What is expected
Write out again each line of the material below, unchanged, from the first one to the line that holds "save_cfg_to(dir.path(), &config).unwrap();".

────────────────────────────────────────

use crate::config::types::VaultConfig;
use crate::paths::PATH_VAULT;

use std::error::Error;
use std::fs::File;
use std::io::BufReader;
use std::path::{Path, PathBuf};

fn settings_path(dir: &Path) -> PathBuf {
    dir.join("settings.json")
}

/// Load settings, falling back to defaults when the file is missing or
/// unreadable. Individual bad hotkey values already fall back to None during
/// deserialization.
pub fn load_cfg() -> VaultConfig {
    load_cfg_from(&PATH_VAULT)
}

pub fn save_cfg(config: &VaultConfig) -> Result<(), Box<dyn Error>> {
    save_cfg_to(&PATH_VAULT, config)
}

fn load_cfg_from(dir: &Path) -> VaultConfig {
    if let Ok(file) = File::open(settings_path(dir)) {
        if let Ok(config) = serde_json::from_reader::<_, VaultConfig>(BufReader::new(file)) {
            return config;
        }
    }
    VaultConfig::default()
}

fn save_cfg_to(dir: &Path, config: &VaultConfig) -> Result<(), Box<dyn Error>> {
    std::fs::create_dir_all(dir)?;
    let file = File::create(settings_path(dir))?;
    serde_json::to_writer_pretty(file, config)?;
    Ok(())
}

#[cfg(test)]
mod tests {
    use super::*;
    use crate::hotkeys::HotkeyKey;
    use std::fs;

    #[test]
    fn settings_round_trip() {
        let dir = tempfile::tempdir().unwrap();
        let config = VaultConfig {
            backup_hotkey: HotkeyKey::F5,
            restore_hotkey: HotkeyKey::F9,
            last_player: Some("76561198000000000".to_string()),
        };
        save_cfg_to(dir.path(), &config).unwrap();
        assert_eq!(load_cfg_from(dir.path()), config);
    }

    #[test]
    fn missing_or_garbled_settings_fall_back_to_defaults() {
        let dir = tempfile::tempdir().unwrap();
        assert_eq!(load_cfg_from(dir.path()), VaultConfig::default());

        fs::write(settings_path(dir.path()), "{not json").unwrap();
        assert_eq!(load_cfg_from(dir.path()), VaultConfig::default());
    }

    #[test]
    fn unknown_hotkey_values_load_as_none() {
        let dir = tempfile::tempdir().unwrap();
        fs::write(
            settings_path(dir.path()),
            r#"{"backup_hotkey": "PrintScreen", "restore_hotkey": "F9"}"#,
        )
        .unwrap();

        let config = load_cfg_from(dir.path());
        assert_eq!(config.backup_hotkey, HotkeyKey::None);
        assert_eq!(config.restore_hotkey, HotkeyKey::F9);
        assert_eq!(config.last_player, None);
    }
}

────────────────────────────────────────

Task solution
use crate::config::types::VaultConfig;
use crate::paths::PATH_VAULT;

use std::error::Error;
use std::fs::File;
use std::io::BufReader;
use std::path::{Path, PathBuf};

fn settings_path(dir: &Path) -> PathBuf {
    dir.join("settings.json")
}

/// Load settings, falling back to defaults when the file is missing or
/// unreadable. Individual bad hotkey values already fall back to None during
/// deserialization.
pub fn load_cfg() -> VaultConfig {
    load_cfg_from(&PATH_VAULT)
}

pub fn save_cfg(config: &VaultConfig) -> Result<(), Box<dyn Error>> {
    save_cfg_to(&PATH_VAULT, config)
}

fn load_cfg_from(dir: &Path) -> VaultConfig {
    if let Ok(file) = File::open(settings_path(dir)) {
        if let Ok(config) = serde_json::from_reader::<_, VaultConfig>(BufReader::new(file)) {
            return config;
        }
    }
    VaultConfig::default()
}

fn save_cfg_to(dir: &Path, config: &VaultConfig) -> Result<(), Box<dyn Error>> {
    std::fs::create_dir_all(dir)?;
    let file = File::create(settings_path(dir))?;
    serde_json::to_writer_pretty(file, config)?;
    Ok(())
}

#[cfg(test)]
mod tests {
    use super::*;
    use crate::hotkeys::HotkeyKey;
    use std::fs;

    #[test]
    fn settings_round_trip() {
        let dir = tempfile::tempdir().unwrap();
        let config = VaultConfig {
            backup_hotkey: HotkeyKey::F5,
            restore_hotkey: HotkeyKey::F9,
            last_player: Some("76561198000000000".to_string()),
        };
        save_cfg_to(dir.path(), &config).unwrap();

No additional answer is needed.